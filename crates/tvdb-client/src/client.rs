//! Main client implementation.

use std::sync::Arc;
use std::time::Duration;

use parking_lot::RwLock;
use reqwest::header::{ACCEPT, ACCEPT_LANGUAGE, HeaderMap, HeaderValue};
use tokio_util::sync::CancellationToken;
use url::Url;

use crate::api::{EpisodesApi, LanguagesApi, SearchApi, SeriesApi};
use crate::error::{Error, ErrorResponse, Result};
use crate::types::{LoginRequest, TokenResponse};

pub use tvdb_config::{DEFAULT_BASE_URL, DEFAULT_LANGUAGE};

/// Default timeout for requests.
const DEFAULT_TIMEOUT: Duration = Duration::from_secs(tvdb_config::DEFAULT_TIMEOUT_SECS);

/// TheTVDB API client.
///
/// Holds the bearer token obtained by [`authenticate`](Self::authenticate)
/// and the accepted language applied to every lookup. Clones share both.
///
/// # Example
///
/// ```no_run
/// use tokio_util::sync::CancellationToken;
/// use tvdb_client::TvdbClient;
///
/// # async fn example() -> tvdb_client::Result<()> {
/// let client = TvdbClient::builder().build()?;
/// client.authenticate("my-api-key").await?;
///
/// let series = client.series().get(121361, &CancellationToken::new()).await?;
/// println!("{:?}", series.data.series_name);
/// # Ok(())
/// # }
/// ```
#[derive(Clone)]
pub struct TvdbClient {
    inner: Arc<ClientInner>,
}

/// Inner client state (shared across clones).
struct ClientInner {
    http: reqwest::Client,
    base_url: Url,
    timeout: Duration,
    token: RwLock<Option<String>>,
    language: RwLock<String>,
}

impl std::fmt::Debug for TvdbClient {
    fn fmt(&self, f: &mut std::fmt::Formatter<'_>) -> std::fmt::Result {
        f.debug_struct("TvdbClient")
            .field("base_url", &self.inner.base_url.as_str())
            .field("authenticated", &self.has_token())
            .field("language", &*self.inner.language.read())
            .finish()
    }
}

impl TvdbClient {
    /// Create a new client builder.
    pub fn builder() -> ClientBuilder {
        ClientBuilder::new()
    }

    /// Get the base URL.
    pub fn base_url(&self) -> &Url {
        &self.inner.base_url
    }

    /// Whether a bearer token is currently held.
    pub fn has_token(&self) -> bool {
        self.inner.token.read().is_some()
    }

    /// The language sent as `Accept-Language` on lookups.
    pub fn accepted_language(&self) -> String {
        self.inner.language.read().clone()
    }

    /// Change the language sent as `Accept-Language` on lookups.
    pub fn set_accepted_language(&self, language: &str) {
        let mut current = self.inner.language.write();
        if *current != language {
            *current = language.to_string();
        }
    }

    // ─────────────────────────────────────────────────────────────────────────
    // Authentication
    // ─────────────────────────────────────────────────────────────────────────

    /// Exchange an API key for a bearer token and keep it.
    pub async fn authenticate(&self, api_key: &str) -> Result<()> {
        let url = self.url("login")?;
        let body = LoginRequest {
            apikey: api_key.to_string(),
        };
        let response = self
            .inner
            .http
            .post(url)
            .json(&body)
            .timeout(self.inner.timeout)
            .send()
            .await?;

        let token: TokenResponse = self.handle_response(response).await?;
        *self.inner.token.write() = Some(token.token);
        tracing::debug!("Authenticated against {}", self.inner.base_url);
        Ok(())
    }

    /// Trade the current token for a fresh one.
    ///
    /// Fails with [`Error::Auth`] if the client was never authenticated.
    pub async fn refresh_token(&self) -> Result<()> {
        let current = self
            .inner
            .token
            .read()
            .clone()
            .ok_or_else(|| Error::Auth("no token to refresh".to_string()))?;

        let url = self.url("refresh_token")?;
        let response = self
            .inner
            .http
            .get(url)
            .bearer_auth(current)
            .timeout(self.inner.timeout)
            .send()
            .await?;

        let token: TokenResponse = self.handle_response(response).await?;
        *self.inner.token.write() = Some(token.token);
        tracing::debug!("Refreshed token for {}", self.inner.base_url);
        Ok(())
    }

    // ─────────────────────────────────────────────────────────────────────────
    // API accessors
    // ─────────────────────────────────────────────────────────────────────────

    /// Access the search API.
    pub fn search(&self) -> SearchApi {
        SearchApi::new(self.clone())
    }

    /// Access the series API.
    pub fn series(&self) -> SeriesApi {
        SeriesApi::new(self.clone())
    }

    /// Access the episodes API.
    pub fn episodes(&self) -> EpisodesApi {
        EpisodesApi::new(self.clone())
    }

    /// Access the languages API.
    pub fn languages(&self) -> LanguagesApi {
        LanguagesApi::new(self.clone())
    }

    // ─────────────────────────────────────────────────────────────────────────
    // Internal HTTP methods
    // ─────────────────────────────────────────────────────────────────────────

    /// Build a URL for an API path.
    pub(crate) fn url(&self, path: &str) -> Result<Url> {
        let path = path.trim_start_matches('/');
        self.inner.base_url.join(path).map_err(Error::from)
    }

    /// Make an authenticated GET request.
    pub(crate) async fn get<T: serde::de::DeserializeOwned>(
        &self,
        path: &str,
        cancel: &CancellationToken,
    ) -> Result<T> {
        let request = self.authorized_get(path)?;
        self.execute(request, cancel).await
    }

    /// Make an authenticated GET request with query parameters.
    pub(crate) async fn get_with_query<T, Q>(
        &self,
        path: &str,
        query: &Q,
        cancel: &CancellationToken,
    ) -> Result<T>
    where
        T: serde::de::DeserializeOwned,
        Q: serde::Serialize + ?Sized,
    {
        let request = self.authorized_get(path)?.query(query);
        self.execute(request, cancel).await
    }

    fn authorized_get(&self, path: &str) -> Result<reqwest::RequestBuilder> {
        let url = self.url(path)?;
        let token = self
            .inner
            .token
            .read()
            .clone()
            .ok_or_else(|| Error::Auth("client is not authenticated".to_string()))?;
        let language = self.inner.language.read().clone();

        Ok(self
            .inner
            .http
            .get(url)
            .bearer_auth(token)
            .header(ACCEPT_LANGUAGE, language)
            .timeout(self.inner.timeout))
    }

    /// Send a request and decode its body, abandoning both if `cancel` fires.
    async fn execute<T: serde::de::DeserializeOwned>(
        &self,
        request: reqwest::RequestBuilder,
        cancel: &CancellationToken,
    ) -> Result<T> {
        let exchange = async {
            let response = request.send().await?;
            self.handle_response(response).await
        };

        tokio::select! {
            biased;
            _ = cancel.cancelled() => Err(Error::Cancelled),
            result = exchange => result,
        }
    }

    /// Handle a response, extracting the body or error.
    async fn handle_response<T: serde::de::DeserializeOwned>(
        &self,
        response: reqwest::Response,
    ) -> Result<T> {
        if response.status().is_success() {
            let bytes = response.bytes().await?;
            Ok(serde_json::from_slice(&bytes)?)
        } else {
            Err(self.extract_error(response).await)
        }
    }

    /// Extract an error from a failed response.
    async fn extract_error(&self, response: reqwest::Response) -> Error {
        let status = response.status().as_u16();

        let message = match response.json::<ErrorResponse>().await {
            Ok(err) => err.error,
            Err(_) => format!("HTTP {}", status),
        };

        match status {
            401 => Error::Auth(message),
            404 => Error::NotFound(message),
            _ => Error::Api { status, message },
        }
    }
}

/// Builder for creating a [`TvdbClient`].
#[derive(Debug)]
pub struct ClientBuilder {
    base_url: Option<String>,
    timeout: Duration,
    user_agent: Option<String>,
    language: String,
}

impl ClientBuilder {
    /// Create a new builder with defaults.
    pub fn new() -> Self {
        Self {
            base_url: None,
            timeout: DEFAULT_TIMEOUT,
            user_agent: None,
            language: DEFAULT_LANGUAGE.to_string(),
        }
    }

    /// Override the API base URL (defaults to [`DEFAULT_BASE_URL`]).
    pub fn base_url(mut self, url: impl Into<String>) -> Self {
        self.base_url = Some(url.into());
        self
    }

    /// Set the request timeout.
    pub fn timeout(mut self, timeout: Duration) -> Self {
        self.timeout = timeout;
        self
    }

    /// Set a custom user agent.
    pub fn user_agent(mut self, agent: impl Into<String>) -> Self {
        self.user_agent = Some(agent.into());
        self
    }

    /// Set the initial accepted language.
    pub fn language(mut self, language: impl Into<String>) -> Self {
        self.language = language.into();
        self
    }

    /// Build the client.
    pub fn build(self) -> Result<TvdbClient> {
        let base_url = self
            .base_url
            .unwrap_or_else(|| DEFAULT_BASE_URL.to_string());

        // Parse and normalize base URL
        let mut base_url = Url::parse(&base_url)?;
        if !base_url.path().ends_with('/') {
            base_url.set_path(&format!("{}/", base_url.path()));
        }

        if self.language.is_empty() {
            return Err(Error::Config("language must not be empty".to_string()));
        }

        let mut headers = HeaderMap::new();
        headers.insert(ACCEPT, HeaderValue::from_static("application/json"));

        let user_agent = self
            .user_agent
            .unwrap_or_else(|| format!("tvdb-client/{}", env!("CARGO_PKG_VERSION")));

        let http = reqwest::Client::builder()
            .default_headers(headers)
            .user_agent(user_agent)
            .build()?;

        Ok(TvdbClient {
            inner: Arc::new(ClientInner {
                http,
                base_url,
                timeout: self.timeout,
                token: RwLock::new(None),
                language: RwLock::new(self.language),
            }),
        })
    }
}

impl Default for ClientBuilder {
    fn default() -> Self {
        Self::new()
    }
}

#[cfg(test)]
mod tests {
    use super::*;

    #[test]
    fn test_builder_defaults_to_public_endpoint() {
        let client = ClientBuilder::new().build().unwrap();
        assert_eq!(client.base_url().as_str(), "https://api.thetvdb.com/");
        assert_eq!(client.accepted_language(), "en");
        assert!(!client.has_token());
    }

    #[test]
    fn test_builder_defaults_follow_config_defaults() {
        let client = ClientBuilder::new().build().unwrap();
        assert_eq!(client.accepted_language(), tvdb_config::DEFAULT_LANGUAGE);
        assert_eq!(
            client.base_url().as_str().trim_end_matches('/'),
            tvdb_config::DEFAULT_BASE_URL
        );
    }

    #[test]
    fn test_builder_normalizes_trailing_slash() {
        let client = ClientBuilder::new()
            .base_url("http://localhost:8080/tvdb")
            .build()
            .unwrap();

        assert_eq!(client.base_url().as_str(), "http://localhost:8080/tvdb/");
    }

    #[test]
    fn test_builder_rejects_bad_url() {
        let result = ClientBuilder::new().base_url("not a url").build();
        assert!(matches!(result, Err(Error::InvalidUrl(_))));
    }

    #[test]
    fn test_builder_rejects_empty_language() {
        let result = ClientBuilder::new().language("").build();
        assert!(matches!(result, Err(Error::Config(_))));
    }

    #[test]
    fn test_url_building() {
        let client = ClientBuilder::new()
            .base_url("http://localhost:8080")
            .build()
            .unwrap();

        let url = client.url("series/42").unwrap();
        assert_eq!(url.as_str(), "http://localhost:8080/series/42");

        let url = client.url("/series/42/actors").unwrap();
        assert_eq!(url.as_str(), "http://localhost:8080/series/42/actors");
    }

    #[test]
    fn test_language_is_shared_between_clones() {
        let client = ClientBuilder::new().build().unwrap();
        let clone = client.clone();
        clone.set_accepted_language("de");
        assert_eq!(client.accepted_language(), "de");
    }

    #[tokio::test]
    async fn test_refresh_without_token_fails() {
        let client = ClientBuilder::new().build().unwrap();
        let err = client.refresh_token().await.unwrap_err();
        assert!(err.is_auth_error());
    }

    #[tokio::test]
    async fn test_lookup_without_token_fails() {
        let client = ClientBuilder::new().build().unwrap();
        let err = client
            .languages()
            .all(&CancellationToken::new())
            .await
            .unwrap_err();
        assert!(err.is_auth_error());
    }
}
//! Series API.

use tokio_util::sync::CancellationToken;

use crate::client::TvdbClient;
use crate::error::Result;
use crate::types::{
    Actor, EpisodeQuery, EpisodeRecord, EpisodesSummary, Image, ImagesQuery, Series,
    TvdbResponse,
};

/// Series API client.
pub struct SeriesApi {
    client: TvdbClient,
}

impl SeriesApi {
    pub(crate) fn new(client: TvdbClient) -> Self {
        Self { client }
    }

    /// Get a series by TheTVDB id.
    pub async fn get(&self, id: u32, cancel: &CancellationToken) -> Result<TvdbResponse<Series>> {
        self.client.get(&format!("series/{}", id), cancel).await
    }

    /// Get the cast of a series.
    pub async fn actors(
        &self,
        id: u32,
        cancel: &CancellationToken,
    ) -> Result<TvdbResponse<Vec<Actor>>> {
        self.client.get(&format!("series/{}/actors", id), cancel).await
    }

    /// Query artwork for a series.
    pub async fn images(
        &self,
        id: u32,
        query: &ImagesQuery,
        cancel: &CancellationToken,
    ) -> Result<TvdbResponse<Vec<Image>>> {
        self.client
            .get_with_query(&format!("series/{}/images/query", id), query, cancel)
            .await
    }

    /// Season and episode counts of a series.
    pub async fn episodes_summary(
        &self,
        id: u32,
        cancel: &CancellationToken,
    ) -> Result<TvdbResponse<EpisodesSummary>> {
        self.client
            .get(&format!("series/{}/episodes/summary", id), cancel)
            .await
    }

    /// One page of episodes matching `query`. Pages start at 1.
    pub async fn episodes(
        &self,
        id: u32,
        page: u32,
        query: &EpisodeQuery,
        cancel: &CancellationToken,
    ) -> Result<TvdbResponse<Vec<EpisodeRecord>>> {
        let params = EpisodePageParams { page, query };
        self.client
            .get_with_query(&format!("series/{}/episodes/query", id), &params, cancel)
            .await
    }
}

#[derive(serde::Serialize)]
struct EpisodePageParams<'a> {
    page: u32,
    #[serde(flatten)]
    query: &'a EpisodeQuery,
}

——————————

> **WHAT YOU WILL DO**: Only an exact copy of the listing above, from its first line up to and including the line with "pub fn base_url(&self)", counts as the answer.

> **YOUR RESPONSE**:
filename crates/tvdb-client/src/client.rs
//! Main client implementation.

use std::sync::Arc;
use std::time::Duration;

use parking_lot::RwLock;
use reqwest::header::{ACCEPT, ACCEPT_LANGUAGE, HeaderMap, HeaderValue};
use tokio_util::sync::CancellationToken;
use url::Url;

use crate::api::{EpisodesApi, LanguagesApi, SearchApi, SeriesApi};
use crate::error::{Error, ErrorResponse, Result};
use crate::types::{LoginRequest, TokenResponse};

pub use tvdb_config::{DEFAULT_BASE_URL, DEFAULT_LANGUAGE};

/// Default timeout for requests.
const DEFAULT_TIMEOUT: Duration = Duration::from_secs(tvdb_config::DEFAULT_TIMEOUT_SECS);

/// TheTVDB API client.
///
/// Holds the bearer token obtained by [`authenticate`](Self::authenticate)
/// and the accepted language applied to every lookup. Clones share both.
///
/// # Example
///
/// ```no_run
/// use tokio_util::sync::CancellationToken;
/// use tvdb_client::TvdbClient;
///
/// # async fn example() -> tvdb_client::Result<()> {
/// let client = TvdbClient::builder().build()?;
/// client.authenticate("my-api-key").await?;
///
/// let series = client.series().get(121361, &CancellationToken::new()).await?;
/// println!("{:?}", series.data.series_name);
/// # Ok(())
/// # }
/// ```
#[derive(Clone)]
pub struct TvdbClient {
    inner: Arc<ClientInner>,
}

/// Inner client state (shared across clones).
struct ClientInner {
    http: reqwest::Client,
    base_url: Url,
    timeout: Duration,
    token: RwLock<Option<String>>,
    language: RwLock<String>,
}

impl std::fmt::Debug for TvdbClient {
    fn fmt(&self, f: &mut std::fmt::Formatter<'_>) -> std::fmt::Result {
        f.debug_struct("TvdbClient")
            .field("base_url", &self.inner.base_url.as_str())
            .field("authenticated", &self.has_token())
            .field("language", &*self.inner.language.read())
            .finish()
    }
}

impl TvdbClient {
    /// Create a new client builder.
    pub fn builder() -> ClientBuilder {
        ClientBuilder::new()
    }

    /// Get the base URL.
    pub fn base_url(&self) -> &Url {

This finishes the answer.